We found, you remember, that the dandelion head was made up entirely of strap flowers; and we saw that the daisy and aster and golden-rod were made up partly of strap flowers, and partly of tube flowers.
And here you have a great thistle head. If you should pull it to pieces, you would find only tube flowers.
The Composite family always makes up its head in one of these three ways, using either nothing but strap flowers, or nothing but tube flowers, or else using tube flowers for the center of the head, and strap flowers for the outside.
Now, I hope you will remember these three ways in which this important family puts together its little flowers.

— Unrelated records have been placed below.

//! End-to-end tests over QUIC: a real client talks to a bound [`Server`]
//! through request frames on a bidirectional stream and reads pushes from the
//! server's unidirectional stream.

use std::{sync::Arc, time::Duration};

use mergeline_proto::{
    ALPN_PROTOCOL, DocumentId, ErrorBody, Frame, FrameHeader, Message, Operation, Push, Request,
    Response, ResponseData, SequencedOperation, SessionId, message::mime, status,
};
use mergeline_server::{
    GatewayConfig, Server, ServerRuntimeConfig,
    storage::{MemoryLog, MemoryPubSub, MemorySnapshotStore},
};
use quinn::{Connection, Endpoint, RecvStream, SendStream, VarInt};

const TIMEOUT: Duration = Duration::from_secs(5);

fn doc() -> DocumentId {
    DocumentId::new("doc-1").unwrap()
}

async fn start_server(gateway: GatewayConfig) -> std::net::SocketAddr {
    let config = ServerRuntimeConfig {
        bind_address: "127.0.0.1:0".to_string(),
        gateway,
        ..ServerRuntimeConfig::default()
    };
    let server =
        Server::bind(config, MemoryLog::new(), MemorySnapshotStore::new(), MemoryPubSub::new())
            .unwrap();
    let addr = server.local_addr().unwrap();
    tokio::spawn(server.run());
    addr
}

async fn connect(addr: std::net::SocketAddr, stream_window: Option<u32>) -> Connection {
    let mut crypto = rustls::ClientConfig::builder()
        .dangerous()
        .with_custom_certificate_verifier(Arc::new(AcceptAnyCert))
        .with_no_client_auth();
    crypto.alpn_protocols = vec![ALPN_PROTOCOL.to_vec()];

    let mut config = quinn::ClientConfig::new(Arc::new(
        quinn::crypto::rustls::QuicClientConfig::try_from(crypto).unwrap(),
    ));
    if let Some(window) = stream_window {
        let mut transport = quinn::TransportConfig::default();
        transport.stream_receive_window(VarInt::from_u32(window));
        config.transport_config(Arc::new(transport));
    }

    let mut endpoint = Endpoint::client("127.0.0.1:0".parse().unwrap()).unwrap();
    endpoint.set_default_client_config(config);
    endpoint.connect(addr, "localhost").unwrap().await.unwrap()
}

async fn read_frame(recv: &mut RecvStream) -> Option<Frame> {
    let mut buf = vec![0u8; FrameHeader::SIZE];
    recv.read_exact(&mut buf).await.ok()?;
    let payload_size = FrameHeader::from_bytes(&buf).unwrap().payload_size() as usize;
    buf.resize(FrameHeader::SIZE + payload_size, 0);
    recv.read_exact(&mut buf[FrameHeader::SIZE..]).await.ok()?;
    Some(Frame::decode(&buf).unwrap())
}

/// Send one message and wait for the response with the same request id.
async fn call(
    send: &mut SendStream,
    recv: &mut RecvStream,
    request_id: u32,
    message: Message,
) -> Response {
    let bytes = message.into_frame(request_id).unwrap().to_vec().unwrap();
    send.write_all(&bytes).await.unwrap();

    let frame = tokio::time::timeout(TIMEOUT, read_frame(recv))
        .await
        .expect("timed out waiting for response")
        .expect("request stream closed");
    assert_eq!(frame.header.request_id(), request_id);
    match Message::from_frame(&frame).unwrap() {
        Message::Response(response) => response,
        other => panic!("expected response, got {other:?}"),
    }
}

async fn read_push(recv: &mut RecvStream) -> Option<Push> {
    let frame = tokio::time::timeout(TIMEOUT, read_frame(recv)).await.ok()??;
    match Message::from_frame(&frame).unwrap() {
        Message::Push(push) => Some(push),
        other => panic!("expected push, got {other:?}"),
    }
}

fn joined_session(response: &Response) -> SessionId {
    match &response.data {
        Some(ResponseData::Joined { session_id, .. }) => *session_id,
        other => panic!("expected join data, got {other:?}"),
    }
}

#[tokio::test]
async fn test_join_submit_push_leave() {
    let addr = start_server(GatewayConfig::default()).await;
    let conn = connect(addr, None).await;
    let (mut send, mut recv) = conn.open_bi().await.unwrap();

    let joined =
        call(&mut send, &mut recv, 1, Message::Request(Request::Join { document_id: doc() }))
            .await;
    assert_eq!(joined.status, status::OK);
    assert_eq!(joined.mime_type, mime::BOOTSTRAP);
    let session_id = joined_session(&joined);
    match &joined.data {
        Some(ResponseData::Joined { view, .. }) => {
            assert!(view.snapshot.is_empty());
            assert!(view.deltas.is_empty());
        },
        other => panic!("expected join data, got {other:?}"),
    }

    for client_seq in 1..=3 {
        let operation = Operation::new(doc(), 7, client_seq, vec![client_seq as u8]);
        let submitted = call(
            &mut send,
            &mut recv,
            10 + client_seq as u32,
            Message::Request(Request::Submit { session_id, operation }),
        )
        .await;
        assert_eq!(submitted.status, status::OK);
        assert_eq!(submitted.mime_type, mime::ACK);
        match submitted.data {
            Some(ResponseData::Submitted(ack)) => assert_eq!(ack.client_seq, client_seq),
            other => panic!("expected ack, got {other:?}"),
        }
    }

    let mut pushes = tokio::time::timeout(TIMEOUT, conn.accept_uni()).await.unwrap().unwrap();
    for expected in 1..=3u64 {
        let push = read_push(&mut pushes).await.expect("push stream ended early");
        assert_eq!(push.session_id, session_id);
        assert_eq!(push.operation.sequence_number, expected);
        assert_eq!(push.operation.operation.client_seq, expected);
    }

    let left =
        call(&mut send, &mut recv, 20, Message::Request(Request::Leave { session_id })).await;
    assert_eq!(left.status, status::OK);
    assert_eq!(left.mime_type, mime::LEFT);
    assert_eq!(left.data, Some(ResponseData::Left { session_id }));

    let again =
        call(&mut send, &mut recv, 21, Message::Request(Request::Leave { session_id })).await;
    assert_eq!(again.status, status::NOT_FOUND);
    assert_eq!(again.mime_type, mime::ERROR);
    assert_eq!(again.error.map(|e| e.code), Some(ErrorBody::SESSION_NOT_FOUND));
}

#[tokio::test]
async fn test_foreign_session_and_bad_frames_rejected() {
    let addr = start_server(GatewayConfig::default()).await;
    let owner = connect(addr, None).await;
    let intruder = connect(addr, None).await;

    let (mut send, mut recv) = owner.open_bi().await.unwrap();
    let joined =
        call(&mut send, &mut recv, 1, Message::Request(Request::Join { document_id: doc() }))
            .await;
    let session_id = joined_session(&joined);

    let (mut other_send, mut other_recv) = intruder.open_bi().await.unwrap();
    let operation = Operation::new(doc(), 9, 1, b"x".to_vec());
    let response = call(
        &mut other_send,
        &mut other_recv,
        2,
        Message::Request(Request::Submit { session_id, operation }),
    )
    .await;
    assert_eq!(response.status, status::NOT_FOUND);
    assert_eq!(response.error.map(|e| e.code), Some(ErrorBody::SESSION_NOT_FOUND));

    // A push frame is not a request.
    let operation = Operation::new(doc(), 9, 1, Vec::new());
    let stray = Message::Push(Push {
        session_id,
        operation: SequencedOperation::new(1, operation),
    });
    let response = call(&mut other_send, &mut other_recv, 3, stray).await;
    assert_eq!(response.status, status::BAD_REQUEST);
    assert_eq!(response.mime_type, mime::ERROR);
    assert_eq!(response.error.map(|e| e.code), Some(ErrorBody::INVALID_REQUEST));

    let wrong_document = Operation::new(DocumentId::new("doc-2").unwrap(), 9, 1, Vec::new());
    let response = call(
        &mut send,
        &mut recv,
        4,
        Message::Request(Request::Submit { session_id, operation: wrong_document }),
    )
    .await;
    assert_eq!(response.status, status::BAD_REQUEST);
    assert_eq!(response.error.map(|e| e.code), Some(ErrorBody::DOCUMENT_MISMATCH));
}

#[tokio::test]
async fn test_slow_reader_is_evicted_and_disconnected() {
    const TOTAL: u64 = 40;

    let addr = start_server(GatewayConfig {
        session_inbox_capacity: 1,
        ..GatewayConfig::default()
    })
    .await;
    // A small receive window stalls the server's push writes while the
    // client is not reading.
    let conn = connect(addr, Some(16 * 1024)).await;
    let (mut send, mut recv) = conn.open_bi().await.unwrap();

    let joined =
        call(&mut send, &mut recv, 1, Message::Request(Request::Join { document_id: doc() }))
            .await;
    let session_id = joined_session(&joined);

    for client_seq in 1..=TOTAL {
        let operation = Operation::new(doc(), 7, client_seq, vec![0u8; 8 * 1024]);
        let submitted = call(
            &mut send,
            &mut recv,
            1 + client_seq as u32,
            Message::Request(Request::Submit { session_id, operation }),
        )
        .await;
        assert_eq!(submitted.status, status::OK);
    }

    let mut pushes = tokio::time::timeout(TIMEOUT, conn.accept_uni()).await.unwrap().unwrap();
    let mut received = Vec::new();
    while let Some(push) = read_push(&mut pushes).await {
        received.push(push.operation.sequence_number);
    }

    assert!((received.len() as u64) < TOTAL, "evicted session received everything");
    let expected: Vec<u64> = (1..=received.len() as u64).collect();
    assert_eq!(received, expected, "pushes before eviction are gap-free");

    let reason = tokio::time::timeout(TIMEOUT, conn.closed()).await.unwrap();
    match reason {
        quinn::ConnectionError::ApplicationClosed(close) => {
            assert_eq!(close.error_code, VarInt::from_u32(1));
            assert_eq!(&close.reason[..], b"session evicted");
        },
        other => panic!("expected application close, got {other:?}"),
    }
}

#[derive(Debug)]
struct AcceptAnyCert;

impl rustls::client::danger::ServerCertVerifier for AcceptAnyCert {
    fn verify_server_cert(
        &self,
        _end_entity: &rustls::pki_types::CertificateDer<'_>,
        _intermediates: &[rustls::pki_types::CertificateDer<'_>],
        _server_name: &rustls::pki_types::ServerName<'_>,
        _ocsp_response: &[u8],
        _now: rustls::pki_types::UnixTime,
    ) -> Result<rustls::client::danger::ServerCertVerified, rustls::Error> {
        Ok(rustls::client::danger::ServerCertVerified::assertion())
    }

    fn verify_tls12_signature(
        &self,
        _message: &[u8],
        _cert: &rustls::pki_types::CertificateDer<'_>,
        _dss: &rustls::DigitallySignedStruct,
    ) -> Result<rustls::client::danger::HandshakeSignatureValid, rustls::Error> {
        Ok(rustls::client::danger::HandshakeSignatureValid::assertion())
    }

    fn verify_tls13_signature(
        &self,
        _message: &[u8],
        _cert: &rustls::pki_types::CertificateDer<'_>,
        _dss: &rustls::DigitallySignedStruct,
    ) -> Result<rustls::client::danger::HandshakeSignatureValid, rustls::Error> {
        Ok(rustls::client::danger::HandshakeSignatureValid::assertion())
    }

    fn supported_verify_schemes(&self) -> Vec<rustls::SignatureScheme> {
        vec![
            rustls::SignatureScheme::ECDSA_NISTP256_SHA256,
            rustls::SignatureScheme::ECDSA_NISTP384_SHA384,
            rustls::SignatureScheme::ED25519,
            rustls::SignatureScheme::RSA_PSS_SHA256,
            rustls::SignatureScheme::RSA_PKCS1_SHA256,
        ]
    }
}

When you go into the garden where a big sunflower is trying to peep into your neighbor’s yard, I hope your eyes will be sharp enough to see that this sunflower is a cousin to the field daisy, and that, although its brown center is much larger than the daisy’s golden eyes, it is made up of tube flowers shaped much like the tube flowers of the daisy.

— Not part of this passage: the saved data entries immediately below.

//! Per-document sequence number assignment.
//!
//! Caches the next sequence number per document, initialized lazily from the
//! backing log. Log implementations call [`LogSequencer::next`] while holding
//! their write lock so assignment and persistence happen as one step.

use std::collections::{HashMap, hash_map::Entry};

use mergeline_proto::DocumentId;

use super::LogError;

/// Sequence assignment cache.
#[derive(Debug, Default)]
pub struct LogSequencer {
    next: HashMap<DocumentId, u64>,
}

impl LogSequencer {
    /// Create an empty sequencer.
    pub fn new() -> Self {
        Self::default()
    }

    /// Assign the next sequence number for `document_id`.
    ///
    /// On first use for a document, `load_latest` is called to read the
    /// highest persisted number (0 if none).
    ///
    /// # Invariants
    ///
    /// - Post: returned numbers for one document are consecutive, starting
    ///   at `latest + 1`.
    pub fn next(
        &mut self,
        document_id: &DocumentId,
        load_latest: impl FnOnce() -> Result<u64, LogError>,
    ) -> Result<u64, LogError> {
        let slot = match self.next.entry(document_id.clone()) {
            Entry::Occupied(e) => e.into_mut(),
            Entry::Vacant(e) => {
                let latest = load_latest()?;
                tracing::debug!(
                    document_id = %document_id,
                    latest_sequence = latest,
                    "initialized sequencer from log"
                );
                e.insert(latest + 1)
            },
        };

        let assigned = *slot;
        *slot =
            assigned.checked_add(1).ok_or_else(|| LogError::Overflow(document_id.to_string()))?;

        debug_assert!(assigned >= 1);
        Ok(assigned)
    }

    /// Undo the most recent assignment after a failed write.
    pub fn rollback(&mut self, document_id: &DocumentId, assigned: u64) {
        if let Some(next) = self.next.get_mut(document_id)
            && *next == assigned + 1
        {
            *next = assigned;
        }
    }

    /// Settle an assignment once its write has finished.
    ///
    /// Any failure after [`next`](Self::next) returns `assigned` must go
    /// through here, otherwise the following append skips a number. A
    /// conflict drops the cached position entirely; every other error hands
    /// `assigned` back for reuse.
    pub fn settle<T>(
        &mut self,
        document_id: &DocumentId,
        assigned: u64,
        written: Result<T, LogError>,
    ) -> Result<T, LogError> {
        match written {
            Ok(value) => Ok(value),
            Err(e @ LogError::Conflict { .. }) => {
                self.clear(document_id);
                Err(e)
            },
            Err(e) => {
                self.rollback(document_id, assigned);
                Err(e)
            },
        }
    }

    /// Forget a document so the next assignment reloads from the log.
    ///
    /// Called when the log reports a conflict, meaning the cache has drifted
    /// from what is persisted.
    pub fn clear(&mut self, document_id: &DocumentId) -> bool {
        self.next.remove(document_id).is_some()
    }
}
//! Invariant checking for cluster simulations.
//!
//! Invariants are properties that must hold after every step of a run. The
//! cluster captures its observable state as a [`ClusterSnapshot`] and the
//! registered [`Invariant`]s are checked against it.
//!
//! # Usage
//!
//! ```ignore
//! let registry = InvariantRegistry::standard();
//! registry.assert_all(&cluster.snapshot()?, "after round 3");
//! ```

mod checks;
mod snapshot;

pub use checks::{Convergence, GapFreeDelivery, LogContiguity, TotalOrder};
pub use snapshot::{ClusterSnapshot, ReplicaSnapshot};

/// Invariant check result.
pub type InvariantResult = Result<(), Violation>;

/// Invariant violation with context.
#[derive(Debug, Clone)]
pub struct Violation {
    /// Name of the violated invariant.
    pub invariant: &'static str,
    /// Description of what went wrong.
    pub message: String,
}

impl std::fmt::Display for Violation {
    fn fmt(&self, f: &mut std::fmt::Formatter<'_>) -> std::fmt::Result {
        write!(f, "{}: {}", self.invariant, self.message)
    }
}

impl std::error::Error for Violation {}

/// A property checked against cluster state.
pub trait Invariant: Send + Sync {
    /// Invariant name for error reporting.
    fn name(&self) -> &'static str;

    /// Check the invariant against a snapshot.
    fn check(&self, state: &ClusterSnapshot) -> InvariantResult;
}

/// Registry of invariants to check.
///
/// Every registered invariant runs on every check; one failing does not
/// hide the others.
pub struct InvariantRegistry {
    invariants: Vec<Box<dyn Invariant>>,
}

impl Default for InvariantRegistry {
    fn default() -> Self {
        Self::new()
    }
}

impl InvariantRegistry {
    /// Create an empty registry.
    pub fn new() -> Self {
        Self { invariants: Vec::new() }
    }

    /// Registry with the standard relay invariants:
    ///
    /// - [`LogContiguity`]: the log is numbered 1..=n
    /// - [`TotalOrder`]: replicas apply in increasing sequence order
    /// - [`GapFreeDelivery`]: replicas never skip an operation
    /// - [`Convergence`]: equal prefixes render equally
    pub fn standard() -> Self {
        let mut registry = Self::new();
        registry.add(LogContiguity);
        registry.add(TotalOrder);
        registry.add(GapFreeDelivery);
        registry.add(Convergence);
        registry
    }

    /// Add an invariant to the registry.
    pub fn add<I: Invariant + 'static>(&mut self, invariant: I) {
        self.invariants.push(Box::new(invariant));
    }

    /// Check all invariants, returning every violation found.
    pub fn check_all(&self, state: &ClusterSnapshot) -> Result<(), Vec<Violation>> {
        let violations: Vec<_> =
            self.invariants.iter().filter_map(|inv| inv.check(state).err()).collect();

        if violations.is_empty() { Ok(()) } else { Err(violations) }
    }

    /// Check all invariants, panicking with every violation and `context`
    /// (typically the round or step just executed).
    #[allow(clippy::panic)]
    pub fn assert_all(&self, state: &ClusterSnapshot, context: &str) {
        if let Err(violations) = self.check_all(state) {
            let messages: Vec<_> = violations.iter().map(|v| v.to_string()).collect();
            panic!("Invariant violation {context}:\n  {}", messages.join("\n  "));
        }
    }

    /// Names of the registered invariants, in check order.
    pub fn names(&self) -> Vec<&'static str> {
        self.invariants.iter().map(|inv| inv.name()).collect()
    }

    /// Number of registered invariants.
    pub fn len(&self) -> usize {
        self.invariants.len()
    }

    /// Check if registry is empty.
    pub fn is_empty(&self) -> bool {
        self.invariants.is_empty()
    }
}
//! In-order delivery of sequenced operations.
//!
//! The durable log assigns gap-free sequence numbers per document, but the
//! pub/sub transport between the log and a gateway is only at-least-once and
//! may reorder under lag. [`DeliveryBuffer`] sits at the receiving end and
//! turns that stream back into a strictly increasing, duplicate-free one.
//!
//! # Invariants
//!
//! - Released operations have consecutive sequence numbers starting at the
//!   anchor given to [`DeliveryBuffer::new`].
//! - An operation is released at most once. Anything at or below
//!   [`DeliveryBuffer::last_delivered`] is reported as a duplicate.
//! - Operations above the next expected number are held, never dropped,
//!   until the gap closes or the hold limit is exceeded.

use std::{collections::BTreeMap, ops::RangeInclusive};

use mergeline_proto::SequencedOperation;
use thiserror::Error;

/// Outcome of offering one operation to the buffer.
#[derive(Debug, Clone, PartialEq, Eq)]
pub enum Admission {
    /// Already released, or already held. Safe to ignore.
    Duplicate,
    /// Above the next expected number; held until the gap fills.
    Held {
        /// Sequence number the buffer is waiting for
        expected: u64,
        /// Sequence number that arrived instead
        received: u64,
    },
    /// The operation (and any held operations it unblocked), in order.
    Ready(Vec<SequencedOperation>),
}

/// Delivery buffer errors.
#[derive(Debug, Clone, PartialEq, Eq, Error)]
pub enum DeliveryError {
    /// Too many operations held behind a gap.
    #[error("{held} operations held waiting for sequence {expected} (limit {max})")]
    HoldLimitExceeded {
        /// Sequence number the buffer is waiting for
        expected: u64,
        /// Operations currently held
        held: usize,
        /// Configured limit
        max: usize,
    },
}

/// Reordering window for one document's operation stream.
#[derive(Debug, Clone)]
pub struct DeliveryBuffer {
    next_expected: u64,
    held: BTreeMap<u64, SequencedOperation>,
    max_held: usize,
}

impl DeliveryBuffer {
    /// Default number of operations that may wait behind a gap.
    pub const DEFAULT_MAX_HELD: usize = 4096;

    /// Buffer that releases operations starting at `next_expected`.
    ///
    /// `next_expected` of 0 is treated as 1; sequence numbers start at 1.
    pub fn new(next_expected: u64, max_held: usize) -> Self {
        Self { next_expected: next_expected.max(1), held: BTreeMap::new(), max_held }
    }

    /// Buffer for a stream whose operations up to `last_delivered` are
    /// already accounted for.
    pub fn after(last_delivered: u64) -> Self {
        Self::new(last_delivered.saturating_add(1), Self::DEFAULT_MAX_HELD)
    }

    /// Offer an operation.
    ///
    /// # Errors
    ///
    /// [`DeliveryError::HoldLimitExceeded`] when the operation would have to
    /// be held and the hold limit is already reached. The buffer is left
    /// unchanged; the caller is expected to backfill the missing range.
    pub fn accept(&mut self, op: SequencedOperation) -> Result<Admission, DeliveryError> {
        let seq = op.sequence_number;

        if seq < self.next_expected || self.held.contains_key(&seq) {
            return Ok(Admission::Duplicate);
        }

        if seq > self.next_expected {
            if self.held.len() >= self.max_held {
                return Err(DeliveryError::HoldLimitExceeded {
                    expected: self.next_expected,
                    held: self.held.len(),
                    max: self.max_held,
                });
            }
            self.held.insert(seq, op);
            return Ok(Admission::Held { expected: self.next_expected, received: seq });
        }

        let mut ready = vec![op];
        self.next_expected += 1;
        while let Some(next) = self.held.remove(&self.next_expected) {
            ready.push(next);
            self.next_expected += 1;
        }

        Ok(Admission::Ready(ready))
    }

    /// Next sequence number that will be released.
    pub fn next_expected(&self) -> u64 {
        self.next_expected
    }

    /// Highest sequence number released so far (0 if none).
    pub fn last_delivered(&self) -> u64 {
        self.next_expected - 1
    }

    /// Number of operations held behind a gap.
    pub fn held_len(&self) -> usize {
        self.held.len()
    }

    /// Sequence numbers that must arrive before anything held is released.
    ///
    /// `None` when nothing is held.
    pub fn missing_range(&self) -> Option<RangeInclusive<u64>> {
        let (&first_held, _) = self.held.first_key_value()?;
        Some(self.next_expected..=first_held - 1)
    }
}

And you will notice, I am sure, that the yellow circle about this brown center is made up of strap flowers just like the circle about the daisy center.

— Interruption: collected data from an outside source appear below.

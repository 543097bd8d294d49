//! Mergeline wire protocol.
//!
//! Shared types for the operation relay: document and session identifiers,
//! operations before and after sequencing, snapshots, bootstrap views, and
//! the framed CBOR messages exchanged between clients and gateway instances.
//!
//! # Framing
//!
//! Every message is a [`Frame`]: a fixed 16-byte big-endian [`FrameHeader`]
//! followed by a CBOR body. The header carries enough to route and bound the
//! read (kind, request id, payload size) without touching the body.

#![forbid(unsafe_code)]
#![deny(missing_docs)]

mod errors;
mod frame;
mod header;
mod ids;
pub mod message;
mod operation;

pub use errors::{ProtocolError, Result};
pub use frame::Frame;
pub use header::{FrameHeader, FrameKind};
pub use ids::{ClientId, DocumentId, SessionId};
pub use message::{ErrorBody, Message, Push, Request, Response, ResponseData, status};
pub use operation::{BootstrapView, Operation, SequencedOperation, Snapshot, SubmissionAck};

/// ALPN protocol identifier negotiated on QUIC connections.
pub const ALPN_PROTOCOL: &[u8] = b"mergeline/1";
//! Standard invariant checks.
//!
//! These capture what must hold for every interleaving of joins, submits
//! and deliveries, not any particular scenario.

use std::collections::HashMap;

use super::{ClusterSnapshot, Invariant, InvariantResult, Violation};

/// The durable log numbers a document 1..=n with no gaps.
pub struct LogContiguity;

impl Invariant for LogContiguity {
    fn name(&self) -> &'static str {
        "LogContiguity"
    }

    fn check(&self, state: &ClusterSnapshot) -> InvariantResult {
        for (position, &seq) in state.log_sequences.iter().enumerate() {
            let expected = position as u64 + 1;
            if seq != expected {
                return Err(Violation {
                    invariant: self.name(),
                    message: format!("log position {position} holds seq {seq}, expected {expected}"),
                });
            }
        }
        Ok(())
    }
}

/// Every replica applies operations in strictly increasing sequence order.
pub struct TotalOrder;

impl Invariant for TotalOrder {
    fn name(&self) -> &'static str {
        "TotalOrder"
    }

    fn check(&self, state: &ClusterSnapshot) -> InvariantResult {
        for replica in &state.replicas {
            if let Some(&first) = replica.applied.first()
                && first <= replica.snapshot_sequence
            {
                return Err(Violation {
                    invariant: self.name(),
                    message: format!(
                        "replica {} applied seq {first} already covered by its snapshot at {}",
                        replica.index, replica.snapshot_sequence
                    ),
                });
            }

            for window in replica.applied.windows(2) {
                if window[1] <= window[0] {
                    return Err(Violation {
                        invariant: self.name(),
                        message: format!(
                            "replica {} applied seq {} after {}",
                            replica.index, window[1], window[0]
                        ),
                    });
                }
            }
        }
        Ok(())
    }
}

/// No replica skips an operation: applied sequences continue the snapshot
/// one by one and never run past the log.
pub struct GapFreeDelivery;

impl Invariant for GapFreeDelivery {
    fn name(&self) -> &'static str {
        "GapFreeDelivery"
    }

    fn check(&self, state: &ClusterSnapshot) -> InvariantResult {
        let latest = state.log_sequences.last().copied().unwrap_or(0);

        for replica in &state.replicas {
            let mut expected = replica.snapshot_sequence + 1;
            for &seq in &replica.applied {
                if seq != expected {
                    return Err(Violation {
                        invariant: self.name(),
                        message: format!(
                            "replica {} applied seq {seq}, expected {expected}",
                            replica.index
                        ),
                    });
                }
                expected += 1;
            }

            if replica.last_applied() > latest {
                return Err(Violation {
                    invariant: self.name(),
                    message: format!(
                        "replica {} is at seq {} but the log ends at {latest}",
                        replica.index,
                        replica.last_applied()
                    ),
                });
            }
        }
        Ok(())
    }
}

/// Replicas that applied the same prefix render the same document.
pub struct Convergence;

impl Invariant for Convergence {
    fn name(&self) -> &'static str {
        "Convergence"
    }

    fn check(&self, state: &ClusterSnapshot) -> InvariantResult {
        let mut by_position: HashMap<u64, (usize, &str)> = HashMap::new();

        for replica in &state.replicas {
            let position = replica.last_applied();
            match by_position.get(&position) {
                Some(&(index, render)) if render != replica.render => {
                    return Err(Violation {
                        invariant: self.name(),
                        message: format!(
                            "at seq {position}: replica {index} renders {render:?}, replica {} renders {:?}",
                            replica.index, replica.render
                        ),
                    });
                },
                Some(_) => {},
                None => {
                    by_position.insert(position, (replica.index, replica.render.as_str()));
                },
            }
        }
        Ok(())
    }
}

#[cfg(test)]
mod tests {
    use super::*;
    use crate::invariants::ReplicaSnapshot;

    fn create_test_replica(index: usize, applied: Vec<u64>, render: &str) -> ReplicaSnapshot {
        ReplicaSnapshot::new(index, index as u64 + 1).with_applied(applied).with_render(render)
    }

    #[test]
    fn log_gap_detected() {
        let state = ClusterSnapshot::empty().with_log(vec![1, 2, 4]);
        let err = LogContiguity.check(&state).unwrap_err();
        assert!(err.message.contains("seq 4, expected 3"));
    }

    #[test]
    fn reordered_delivery_detected() {
        let state = ClusterSnapshot::empty()
            .with_log(vec![1, 2, 3])
            .with_replica(create_test_replica(0, vec![1, 3, 2], "abc"));

        assert!(TotalOrder.check(&state).is_err());
        assert!(GapFreeDelivery.check(&state).is_err());
    }

    #[test]
    fn reapplying_snapshot_content_detected() {
        let replica = create_test_replica(0, vec![2, 3], "abc").with_snapshot_sequence(2);
        let state = ClusterSnapshot::empty().with_log(vec![1, 2, 3]).with_replica(replica);

        assert!(TotalOrder.check(&state).is_err());
    }

    #[test]
    fn skipped_operation_detected() {
        let replica = create_test_replica(0, vec![4], "abcd").with_snapshot_sequence(2);
        let state = ClusterSnapshot::empty().with_log(vec![1, 2, 3, 4]).with_replica(replica);

        assert!(TotalOrder.check(&state).is_ok());
        let err = GapFreeDelivery.check(&state).unwrap_err();
        assert!(err.message.contains("applied seq 4, expected 3"));
    }

    #[test]
    fn replica_ahead_of_log_detected() {
        let state = ClusterSnapshot::empty()
            .with_log(vec![1])
            .with_replica(create_test_replica(0, vec![1, 2], "ab"));

        assert!(GapFreeDelivery.check(&state).is_err());
    }

    #[test]
    fn divergent_renders_at_same_seq_detected() {
        let state = ClusterSnapshot::empty()
            .with_log(vec![1, 2])
            .with_replica(create_test_replica(0, vec![1, 2], "YX"))
            .with_replica(create_test_replica(1, vec![1, 2], "XY"));

        let err = Convergence.check(&state).unwrap_err();
        assert_eq!(err.invariant, "Convergence");
    }

    #[test]
    fn lagging_replica_is_not_divergent() {
        let state = ClusterSnapshot::empty()
            .with_log(vec![1, 2])
            .with_replica(create_test_replica(0, vec![1, 2], "YX"))
            .with_replica(create_test_replica(1, vec![1], "X"));

        assert!(Convergence.check(&state).is_ok());
    }
}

And what is that which falls like a golden shower from the great brown center of the sunflower? Ah, you know well that that is the precious pollen which powders thickly the visiting bees and butterflies, and goes to make new sunflower plants.
The picture at the head of this chapter shows the wild sister of the garden sunflower.
When you come across the bright blue flower of the chicory, you will be reminded, I hope, of your dear old friend the dandelion; for the chicory head, like that of the dandelion, is made up entirely of strap flowers.
But when you pick a spray of everlasting, whose white and yellow clusters you find on the rocky hillsides, you will have to use your eyes with great care if you are to discover that here, as in the great purple thistle head, are nothing but tube flowers.